→ **Exercise objective**: Starting at the line that contains "within the document", transcribe every remaining line of the entries exactly, including the last one.

** Material for the task follows **

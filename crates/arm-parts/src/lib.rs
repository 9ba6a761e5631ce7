//! Robotic Arm Part Recipes
//!
//! This crate provides:
//! - Catalog dimensions of bought parts (bearings, screws, motors)
//! - Design parameters loadable from RON
//! - One recipe per printed part, each building its solids in a document

pub mod constants;
pub mod params;
pub mod recipes;

use thiserror::Error;

use arm_cad::{BuildError, DocumentError};

pub use params::{DesignParams, ParamsError};
pub use recipes::{Recipe, all_recipes, find_recipe, run_recipe};

/// Errors from running a recipe
#[derive(Debug, Error)]
pub enum RecipeError {
    #[error("Unknown recipe: {0}")]
    UnknownRecipe(String),

    #[error("Invalid parameters: {0}")]
    Params(#[from] ParamsError),

    #[error("Build failed: {0}")]
    Build(#[from] BuildError),

    #[error("Document error: {0}")]
    Document(#[from] DocumentError),
}

/// Result type for recipes
pub type RecipeResult<T> = Result<T, RecipeError>;
//! Document objects

use std::collections::HashMap;

use serde::{Deserialize, Serialize};
use uuid::Uuid;

use crate::kernel::ShapeDef;
use crate::math::Placement;

/// What a document object computes its shape from
#[derive(Debug, Clone, PartialEq, Serialize, Deserialize)]
pub enum ObjectKind {
    /// Cylinder along +Z with its base disc centered on the local origin
    Cylinder { radius: f64, height: f64 },
    /// Box spanning the positive octant from the local origin
    Box { length: f64, width: f64, height: f64 },
    /// `base` with `tool` removed
    Cut { base: Uuid, tool: Uuid },
    /// Union of `base` and `tool`
    Fuse { base: Uuid, tool: Uuid },
    /// Group of linked objects
    Compound { links: Vec<Uuid> },
    /// Derived profile solid
    Feature { shape: ShapeDef },
}

impl ObjectKind {
    /// Human readable type name
    pub fn type_name(&self) -> &'static str {
        match self {
            Self::Cylinder { .. } => "Cylinder",
            Self::Box { .. } => "Box",
            Self::Cut { .. } => "Cut",
            Self::Fuse { .. } => "Fuse",
            Self::Compound { .. } => "Compound",
            Self::Feature { shape } => shape.type_name(),
        }
    }

    /// Objects whose shapes this one is built from
    pub fn dependencies(&self) -> Vec<Uuid> {
        match self {
            Self::Cut { base, tool } | Self::Fuse { base, tool } => vec![*base, *tool],
            Self::Compound { links } => links.clone(),
            Self::Cylinder { .. } | Self::Box { .. } | Self::Feature { .. } => Vec::new(),
        }
    }

    /// Rewrite dependency IDs through `map`, leaving unmapped IDs alone
    pub(crate) fn remap_dependencies(&mut self, map: &HashMap<Uuid, Uuid>) {
        let remap = |id: &mut Uuid| {
            if let Some(new_id) = map.get(id) {
                *id = *new_id;
            }
        };
        match self {
            Self::Cut { base, tool } | Self::Fuse { base, tool } => {
                remap(base);
                remap(tool);
            }
            Self::Compound { links } => links.iter_mut().for_each(remap),
            Self::Cylinder { .. } | Self::Box { .. } | Self::Feature { .. } => {}
        }
    }
}

/// A named object in a document
#[derive(Debug, Clone, PartialEq, Serialize, Deserialize)]
pub struct DocumentObject {
    /// Unique identifier
    pub id: Uuid,
    /// Internal name, unique within the document
    pub name: String,
    /// Display label
    pub label: String,
    /// Shape definition
    pub kind: ObjectKind,
    /// World placement of the object's shape
    pub placement: Placement,
    /// Needs recompute
    #[serde(skip)]
    pub(crate) touched: bool,
}

impl DocumentObject {
    pub(crate) fn new(name: String, kind: ObjectKind, placement: Placement) -> Self {
        Self {
            id: Uuid::new_v4(),
            label: name.clone(),
            name,
            kind,
            placement,
            touched: true,
        }
    }

    /// Whether the object changed since the last recompute
    pub fn is_touched(&self) -> bool {
        self.touched
    }
}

** End of Material for the task **

→ **Task answer**:
    /// Internal name, unique within the document
    pub name: String,
    /// Display label
    pub label: String,
    /// Shape definition
    pub kind: ObjectKind,
    /// World placement of the object's shape
    pub placement: Placement,
    /// Needs recompute
    #[serde(skip)]
    pub(crate) touched: bool,
}

impl DocumentObject {
    pub(crate) fn new(name: String, kind: ObjectKind, placement: Placement) -> Self {
        Self {
            id: Uuid::new_v4(),
            label: name.clone(),
            name,
            kind,
            placement,
            touched: true,
        }
    }

    /// Whether the object changed since the last recompute
    pub fn is_touched(&self) -> bool {
        self.touched
    }
}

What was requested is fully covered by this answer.